** Problem details **
Take the data below. Output it exactly from its first line through the line containing "#[arg(short, long, default_value_t = 4)]".

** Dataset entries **
━━━

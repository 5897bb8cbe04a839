//! weft CLI
//!
//! Runs the built-in demo programs on the execution engine and prints their
//! results together with the runtime counters.

#![warn(missing_docs)]
#![warn(clippy::all)]

mod programs;

use clap::{Parser, Subcommand, ValueEnum};
use color_eyre::Result;
use color_eyre::eyre::WrapErr;
use serde::Serialize;
use std::path::{Path, PathBuf};
use std::sync::Arc;
use std::time::Duration;
use tracing::info;
use tracing_subscriber::EnvFilter;
use weft_core::Value;
use weft_runtime::{JoinType, MetricsSnapshot, Runtime, RuntimeConfig, RuntimeResult};

#[derive(Parser)]
#[command(name = "weft")]
#[command(about = "weft - fork-join concurrent execution engine", long_about = None)]
struct Cli {
    /// Runtime config file (JSON)
    #[arg(short, long, global = true)]
    config: Option<PathBuf>,
    /// Emit logs as JSON
    #[arg(long, global = true)]
    json_logs: bool,
    #[command(subcommand)]
    command: Commands,
}

#[derive(Subcommand)]
enum Commands {
    /// Invoke a callable with N explicit workers
    FanOut {
        /// Number of workers
        #[arg(short, long, default_value_t = 4)]
        workers: usize,
        /// Index of a worker that raises an error
        #[arg(long)]
        fail: Option<usize>,
        /// Base delay per worker in milliseconds
        #[arg(long, default_value_t = 10)]
        delay_ms: u64,
    },
    /// Fork workers and join on all or some of them
    ForkJoin {
        /// Number of forked workers
        #[arg(short, long, default_value_t = 3)]
        workers: usize,
        /// Join condition
        #[arg(long, value_enum, default_value_t = JoinMode::All)]
        join: JoinMode,
        /// Workers required by a "some" join (defaults to every worker)
        #[arg(long)]
        count: Option<usize>,
        /// Join timeout in seconds
        #[arg(long)]
        timeout_secs: Option<i64>,
        /// Base delay per worker in milliseconds
        #[arg(long, default_value_t = 10)]
        delay_ms: u64,
    },
    /// Run the demo program entry point
    Run {
        /// Argument passed to demo.main
        #[arg(default_value_t = 7)]
        n: i64,
    },
    /// Print the effective runtime config
    Config,
}

#[derive(Clone, Copy, ValueEnum)]
enum JoinMode {
    All,
    Some,
}

#[derive(Serialize)]
struct Report {
    results: Vec<Value>,
    metrics: MetricsSnapshot,
}

fn main() -> Result<()> {
    color_eyre::install()?;
    let cli = Cli::parse();
    init_tracing(cli.json_logs);

    let config = match &cli.config {
        Some(path) => load_config(path)?,
        None => RuntimeConfig::default(),
    };

    match cli.command {
        Commands::FanOut {
            workers,
            fail,
            delay_ms,
        } => {
            let runtime = Runtime::new(Arc::new(programs::demo_program()), config)?;
            let callable = programs::fan_out(workers, fail, Duration::from_millis(delay_ms));
            info!(workers, "Fanning out");
            let results = runtime.invoke_blocking(&callable, Vec::new());
            report(runtime, results)
        }
        Commands::ForkJoin {
            workers,
            join,
            count,
            timeout_secs,
            delay_ms,
        } => {
            let join = match join {
                JoinMode::All => JoinType::All,
                JoinMode::Some => count.map_or(JoinType::SomeDefault, JoinType::Some),
            };
            let runtime = Runtime::new(Arc::new(programs::demo_program()), config)?;
            let callable = programs::fork_join(workers, join, timeout_secs, Duration::from_millis(delay_ms));
            info!(workers, ?join, ?timeout_secs, "Forking");
            let results = runtime.invoke_blocking(&callable, Vec::new());
            report(runtime, results)
        }
        Commands::Run { n } => {
            let runtime = Runtime::new(Arc::new(programs::demo_program()), config)?;
            let results = runtime.invoke_entrypoint(programs::DEMO_MODULE, "main", vec![Value::Int(n)]);
            report(runtime, results)
        }
        Commands::Config => {
            println!("{}", serde_json::to_string_pretty(&config)?);
            Ok(())
        }
    }
}

fn init_tracing(json: bool) {
    let filter = EnvFilter::try_from_default_env().unwrap_or_else(|_| EnvFilter::new("weft=info"));
    let builder = tracing_subscriber::fmt()
        .with_env_filter(filter)
        .with_writer(std::io::stderr);
    if json {
        builder.json().init();
    } else {
        builder.init();
    }
}

fn load_config(path: &Path) -> Result<RuntimeConfig> {
    let text = std::fs::read_to_string(path).wrap_err_with(|| format!("reading config {}", path.display()))?;
    let config = RuntimeConfig::from_json(&text).wrap_err_with(|| format!("parsing config {}", path.display()))?;
    Ok(config)
}

/// Print results, or the rendered error trace and exit non-zero
fn report(runtime: Runtime, results: RuntimeResult<Vec<Value>>) -> Result<()> {
    match results {
        Ok(results) => {
            runtime.scheduler().wait_for_drain();
            let report = Report {
                results,
                metrics: runtime.metrics(),
            };
            println!("{}", serde_json::to_string_pretty(&report)?);
            runtime.drain_and_exit();
            Ok(())
        }
        Err(err) if err.is_fatal() => {
            eprintln!("{}", err);
            if err.structured().is_some() {
                runtime.drain_and_exit();
            }
            std::process::exit(1);
        }
        Err(err) => {
            runtime.drain_and_exit();
            Err(err.into())
        }
    }
}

━━━

** Your solution **
repository 5897bb8cbe04a839
//! weft CLI
//!
//! Runs the built-in demo programs on the execution engine and prints their
//! results together with the runtime counters.

#![warn(missing_docs)]
#![warn(clippy::all)]

mod programs;

use clap::{Parser, Subcommand, ValueEnum};
use color_eyre::Result;
use color_eyre::eyre::WrapErr;
use serde::Serialize;
use std::path::{Path, PathBuf};
use std::sync::Arc;
use std::time::Duration;
use tracing::info;
use tracing_subscriber::EnvFilter;
use weft_core::Value;
use weft_runtime::{JoinType, MetricsSnapshot, Runtime, RuntimeConfig, RuntimeResult};

#[derive(Parser)]
#[command(name = "weft")]
#[command(about = "weft - fork-join concurrent execution engine", long_about = None)]
struct Cli {
    /// Runtime config file (JSON)
    #[arg(short, long, global = true)]
    config: Option<PathBuf>,
    /// Emit logs as JSON
    #[arg(long, global = true)]
    json_logs: bool,
    #[command(subcommand)]
    command: Commands,
}

#[derive(Subcommand)]
enum Commands {
    /// Invoke a callable with N explicit workers
    FanOut {
        /// Number of workers
        #[arg(short, long, default_value_t = 4)]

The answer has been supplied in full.